Thanks for the info. 

I decided to make my own transfers mainly to save money. I just started last year and only did a few tournaments. I didn't have a lot designs and would like to have a competition shirt and at least twenty related designs for each event. 

I found an old graphic press from someone who is retiring, I'm spending as much on that set up as I would purchasing twenty different designs from someone else. 
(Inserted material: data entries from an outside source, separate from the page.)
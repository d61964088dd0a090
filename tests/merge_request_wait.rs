//! Merge request polling against a stateful fake server.

use axum::extract::{Path, State};
use axum::routing::get;
use axum::{Json, Router};
use foxops_client::{ClientConfig, Context, FoxopsClient, FoxopsError, IncarnationId};
use parking_lot::Mutex;
use serde_json::{json, Value};
use std::sync::Arc;
use std::time::Duration;
use tokio::time::Instant;

/// Serves the scripted statuses in order, repeating the last one.
///
/// With no statuses the incarnation has no merge request.
#[derive(Clone)]
struct FakeFoxops {
    statuses: Arc<Vec<&'static str>>,
    gets: Arc<Mutex<Vec<Instant>>>,
}

impl FakeFoxops {
    fn new(statuses: Vec<&'static str>) -> Self {
        FakeFoxops {
            statuses: Arc::new(statuses),
            gets: Arc::new(Mutex::new(Vec::new())),
        }
    }

    fn gets(&self) -> Vec<Instant> {
        self.gets.lock().clone()
    }
}

async fn incarnation(State(fake): State<FakeFoxops>, Path(id): Path<i64>) -> Json<Value> {
    let status = {
        let mut gets = fake.gets.lock();
        gets.push(Instant::now());
        let index = gets.len().min(fake.statuses.len());
        index.checked_sub(1).map(|index| fake.statuses[index])
    };

    let mut body = json!({
        "id": id,
        "incarnation_repository": "inc/repo",
        "template_repository": "template/repo",
        "template_repository_version": "v2",
        "target_directory": ".",
        "template_data": {},
        "commit_sha": "12345678",
        "commit_url": "u"
    });
    if let (Some(status), Value::Object(fields)) = (status, &mut body) {
        fields.insert("merge_request_id".into(), json!("17"));
        fields.insert(
            "merge_request_url".into(),
            json!("https://git.example.com/mr/17"),
        );
        fields.insert("merge_request_status".into(), json!(status));
    }
    Json(body)
}

async fn serve(fake: FakeFoxops) -> String {
    let app = Router::new()
        .route("/api/incarnations/{id}", get(incarnation))
        .with_state(fake);
    let listener = tokio::net::TcpListener::bind("127.0.0.1:0").await.unwrap();
    let addr = listener.local_addr().unwrap();
    tokio::spawn(async move {
        axum::serve(listener, app).await.unwrap();
    });
    format!("http://{addr}")
}

fn client(endpoint: String) -> FoxopsClient {
    let _ = tracing_subscriber::fmt().with_test_writer().try_init();
    FoxopsClient::new(ClientConfig::new(endpoint, "dev-token", "1.2.3")).unwrap()
}

#[tokio::test]
async fn test_polls_until_merged() {
    let fake = FakeFoxops::new(vec!["open", "merged"]);
    let client = client(serve(fake.clone()).await);

    let incarnation = client
        .get_incarnation_with_merge_request_status(
            &Context::background(),
            &IncarnationId::from("1234"),
            "merged",
        )
        .await
        .unwrap();

    assert_eq!(incarnation.merge_request_status.as_deref(), Some("merged"));
    let gets = fake.gets();
    assert_eq!(gets.len(), 2);
    assert!(gets[1] - gets[0] >= Duration::from_secs(1));
}

#[tokio::test]
async fn test_returns_immediately_when_status_matches() {
    let fake = FakeFoxops::new(vec!["closed"]);
    let client = client(serve(fake.clone()).await);

    let incarnation = client
        .get_incarnation_with_merge_request_status(
            &Context::background(),
            &IncarnationId::from("1234"),
            "closed",
        )
        .await
        .unwrap();

    assert_eq!(incarnation.merge_request_status.as_deref(), Some("closed"));
    assert_eq!(fake.gets().len(), 1);
}

#[tokio::test]
async fn test_no_merge_request_needs_one_get() {
    let fake = FakeFoxops::new(vec![]);
    let client = client(serve(fake.clone()).await);

    for status in ["merged", "closed"] {
        let incarnation = client
            .get_incarnation_with_merge_request_status(
                &Context::background(),
                &IncarnationId::from("1234"),
                status,
            )
            .await
            .unwrap();
        assert_eq!(incarnation.merge_request_id, None);
        assert_eq!(incarnation.merge_request_status, None);
    }

    assert_eq!(fake.gets().len(), 2);
}

#[tokio::test]
async fn test_deadline_reports_last_seen() {
    let fake = FakeFoxops::new(vec!["open"]);
    let client = client(serve(fake.clone()).await);
    let ctx = Context::background().with_timeout(Duration::from_millis(1500));

    let err = client
        .get_incarnation_with_merge_request_status(&ctx, &IncarnationId::from("1234"), "merged")
        .await
        .unwrap_err();

    assert!(err.is_timeout());
    match err {
        FoxopsError::WaitTimedOut {
            status, last_seen, ..
        } => {
            assert_eq!(status, "merged");
            let last_seen = last_seen.expect("at least one poll succeeded");
            assert_eq!(last_seen.merge_request_status.as_deref(), Some("open"));
        }
        other => panic!("unexpected error: {other:?}"),
    }
    assert_eq!(fake.gets().len(), 2);
}

#[tokio::test]
async fn test_cancellation_stops_polling() {
    let fake = FakeFoxops::new(vec!["open"]);
    let client = client(serve(fake.clone()).await);
    let ctx = Context::background();

    let canceller = {
        let ctx = ctx.clone();
        tokio::spawn(async move {
            tokio::time::sleep(Duration::from_millis(300)).await;
            ctx.cancel();
        })
    };

    let err = client
        .get_incarnation_with_merge_request_status(&ctx, &IncarnationId::from("1234"), "merged")
        .await
        .unwrap_err();
    canceller.await.unwrap();

    assert!(err.is_cancelled());
    assert_eq!(fake.gets().len(), 1);
}
//! Wire protocol of the Foxops incarnation API.
//!
//! | Operation | Method | Path | Expected status |
//! |-----------|--------|------|-----------------|
//! | Get | `GET` | `/api/incarnations/{id}` | `200` |
//! | Create | `POST` | `/api/incarnations` | `201` |
//! | Update | `PUT` | `/api/incarnations/{id}` | `200` |
//! | Delete | `DELETE` | `/api/incarnations/{id}` | `204` |
//!
//! Any other status comes with a `{"message": "..."}` body.
//!
//! - **[endpoints]** - URL construction
//! - **[wire]** - JSON documents and their mapping to [`crate::types`]

pub mod endpoints;
pub mod wire;

pub use endpoints::{Endpoints, INCARNATIONS_PATH};
//! User-Agent stamping.
//!
//! Platform names use the Go spellings (`darwin`, `amd64`, `arm64`, ...) so
//! the header reads the same as the one sent by the Go provider, which
//! servers may already parse.

use super::{Transport, TransportError};
use async_trait::async_trait;
use http::header::{HeaderValue, USER_AGENT};
use reqwest::{Request, Response};

/// Format the User-Agent value: `<product>/<version> (<os>; <arch>)`.
///
/// ```
/// let ua = foxops_client::transport::user_agent("Foxops Terraform Provider", "1.2.0");
/// assert!(ua.starts_with("Foxops Terraform Provider/1.2.0 ("));
/// assert!(ua.ends_with(')'));
/// ```
pub fn user_agent(product: &str, version: &str) -> String {
    format!(
        "{product}/{version} ({}; {})",
        platform_os(std::env::consts::OS),
        platform_arch(std::env::consts::ARCH)
    )
}

fn platform_os(os: &str) -> &str {
    match os {
        "macos" => "darwin",
        other => other,
    }
}

fn platform_arch(arch: &str) -> &str {
    match arch {
        "x86_64" => "amd64",
        "x86" => "386",
        "aarch64" => "arm64",
        "powerpc64" => "ppc64",
        "loongarch64" => "loong64",
        other => other,
    }
}

/// Adds a `User-Agent` header to every request before delegating.
///
/// Method, URL and body are passed through untouched, and so is whatever the
/// inner transport returns.
#[derive(Debug, Clone)]
pub struct UserAgentTransport<T> {
    value: HeaderValue,
    inner: T,
}

impl<T> UserAgentTransport<T> {
    /// Wrap `inner`, identifying as `product` at `version`.
    ///
    /// Characters that cannot appear in a header are dropped from the value.
    pub fn new(product: &str, version: &str, inner: T) -> Self {
        let formatted = user_agent(product, version);
        let value = HeaderValue::from_str(&formatted).unwrap_or_else(|_| {
            let visible: String = formatted
                .chars()
                .filter(|c| c.is_ascii() && !c.is_ascii_control())
                .collect();
            HeaderValue::from_str(&visible).unwrap_or_else(|_| HeaderValue::from_static("foxops-client"))
        });
        UserAgentTransport { value, inner }
    }

    /// The header value stamped on requests.
    pub fn header_value(&self) -> &HeaderValue {
        &self.value
    }
}

#[async_trait]
impl<T: Transport> Transport for UserAgentTransport<T> {
    async fn execute(&self, mut request: Request) -> Result<Response, TransportError> {
        request.headers_mut().append(USER_AGENT, self.value.clone());
        self.inner.execute(request).await
    }
}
I can also take chances on designs for ebay without spending a lot of money. I'm hoping my transfers are good enough that I can eventually start making them for other people later.


----------



## wormil (Jan 7, 2008)

Does the press have a vacuum platen to hold the paper?


----------



## Uncle John (Mar 11, 2007)

We make our own transfers with plastisol inks, we use both drying methods but you just have to be sure that the ink is just set, not cured. The release paper is secured to the platen just like a shirt, with spray tack.


----------



## jbinmontana (Jan 23, 2007)

This press has a vaccum platen. The guy I'm buying it from runs his transfers through is conveyor dryer at 195 to 20 for one minute after each color.

I guess it is something I would have to look at when I get my own dryer because someone else I know has his dryer set at 250 for 30 to 40 seconds for transfers.

I suspect I will be doing a lot of cussing the first few weeks.


----------



## vitali (Dec 22, 2008)

Hi i am new to t-shirt printing, but i have some expiriants in selling tees at tournaments for my friend. and i would like to sell tees at tournaments as well by my own. could you help me and answer how do you find your tournaments?


----------



## ggraphics (Nov 20, 2008)

vitali said:


> Hi i am new to t-shirt printing, but i have some expiriants in selling tees at tournaments for my friend. and i would like to sell tees at tournaments as well by my own. could you help me and answer how do you find your tournaments?


Check your local youth sports associations. Sometimes they will have a website or a number in the phone book. Some can be hard to find. You could also check a local sporting goods store.


----------